March 28, 2023

Plan to build the basic facial emotion recognition system using OpenCV and Haar cascades that take in a live feed from a webcam.

Haar cascades, first introduced by Viola and Jones in their seminal 2001 publication, Rapid Object Detection using a Boosted Cascade of Simple Features, are arguably OpenCV’s most popular object detection algorithm.

Sure, many algorithms are more accurate than Haar cascades (HOG + Linear SVM, SSDs, Faster R-CNN, YOLO, to name a few), but they are still relevant and useful today.

One of the primary benefits of Haar cascades is that they are just so fast — it’s hard to beat their speed.

The downside to Haar cascades is that they tend to be prone to false-positive detections, require parameter tuning when being applied for inference/detection, and just, in general, are not as accurate as the more “modern” algorithms we have today.

Haarcascades.webp

  1. Import cv2, numpy, tensorflow, and keras.(Note: change keras.preprocessing to tensorflow.keras.preprocessing)
  2. Load dataset(Can use FER-2013 but I just want to create a quick demo so I choose the super basic model), the haar cascade files (Can download here) and capturing video from the webcam.
  3. Create a while loop and detect the emotion a. Captures frame and returns boolean value and captured image b. Cropping region of interest i.e. face area from image c. Find max indexed array d. Create a quit key

Code:

import os
import cv2
import numpy as np
from tensorflow import keras
from tensorflow.keras.preprocessing import image
import warnings
warnings.filterwarnings("ignore")
from tensorflow.keras.preprocessing.image import load_img, img_to_array 
from keras.models import  load_model
import matplotlib.pyplot as plt
import numpy as np

# load model
model = load_model("best_model.h5")

face_haar_cascade = cv2.CascadeClassifier(cv2.data.haarcascades + 'haarcascade_frontalface_default.xml')

cap = cv2.VideoCapture(0)

while True:
    ret, test_img = cap.read()  # captures frame and returns boolean value and captured image
    if not ret:
        continue
    gray_img = cv2.cvtColor(test_img, cv2.COLOR_BGR2RGB)

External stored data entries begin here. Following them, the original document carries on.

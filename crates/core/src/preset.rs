// SPDX-License-Identifier: BUSL-1.1
// Copyright (c) 2026 Alfred Jean LLC

//! UI grid preset (not core; exposed through the CRUD boundary).

use crate::define_id;
use chrono::{DateTime, Utc};
use serde::{Deserialize, Serialize};

define_id! {
    /// Identifier for a [`Preset`].
    pub struct PresetId("prst");
}

/// Which dimension name (if any) each axis of the grid view is bound to.
#[derive(Debug, Clone, Default, PartialEq, Eq, Serialize, Deserialize)]
pub struct PresetMapping {
    #[serde(default, skip_serializing_if = "Option::is_none")]
    pub x: Option<String>,
    #[serde(default, skip_serializing_if = "Option::is_none")]
    pub y: Option<String>,
    #[serde(default, skip_serializing_if = "Option::is_none")]
    pub slider: Option<String>,
    #[serde(default)]
    pub combos: Vec<String>,
}

/// A saved grid-viewer axis mapping.
#[derive(Debug, Clone, Serialize, Deserialize)]
pub struct Preset {
    pub id: PresetId,
    pub name: String,
    pub mapping: PresetMapping,
    pub created_at: DateTime<Utc>,
    pub updated_at: DateTime<Utc>,
}

/// Fields accepted when creating a preset.
#[derive(Debug, Clone, Deserialize)]
pub struct NewPreset {
    pub name: String,
    pub mapping: PresetMapping,
}

/// Fields accepted when updating a preset (name and/or mapping).
#[derive(Debug, Clone, Deserialize)]
pub struct PresetUpdate {
    pub name: Option<String>,
    pub mapping: Option<PresetMapping>,
}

    faces_detected = face_haar_cascade.detectMultiScale(gray_img, 1.32, 5)

    for (x, y, w, h) in faces_detected:
        cv2.rectangle(test_img, (x, y), (x + w, y + h), (255, 255, 255), thickness=3)
        roi_gray = gray_img[y:y + w, x:x + h]  # cropping region of interest i.e. face area from  image
        roi_gray = cv2.resize(roi_gray, (224, 224))
        img_pixels = image.img_to_array(roi_gray)
        img_pixels = np.expand_dims(img_pixels, axis=0)
        img_pixels /= 255

        predictions = model.predict(img_pixels)

        # find max indexed array
        max_index = np.argmax(predictions[0])

        emotions = ('angry', 'disgust', 'fear', 'happy', 'sad', 'surprise', 'neutral')
        predicted_emotion = emotions[max_index]

        cv2.putText(test_img, predicted_emotion, (int(x), int(y)), cv2.FONT_HERSHEY_SIMPLEX, 1, (255, 255, 255), 2)

    resized_img = cv2.resize(test_img, (1280, 720))
    cv2.imshow('Facial emotion analysis ', resized_img)

    if cv2.waitKey(10) == ord('q'):  # wait until 'q' key is pressed
        break

cap.release()
cv2.destroyAllWindows

Demo:

https://vimeo.com/812345346

Not running so accurately but it’s enough for me to do the test.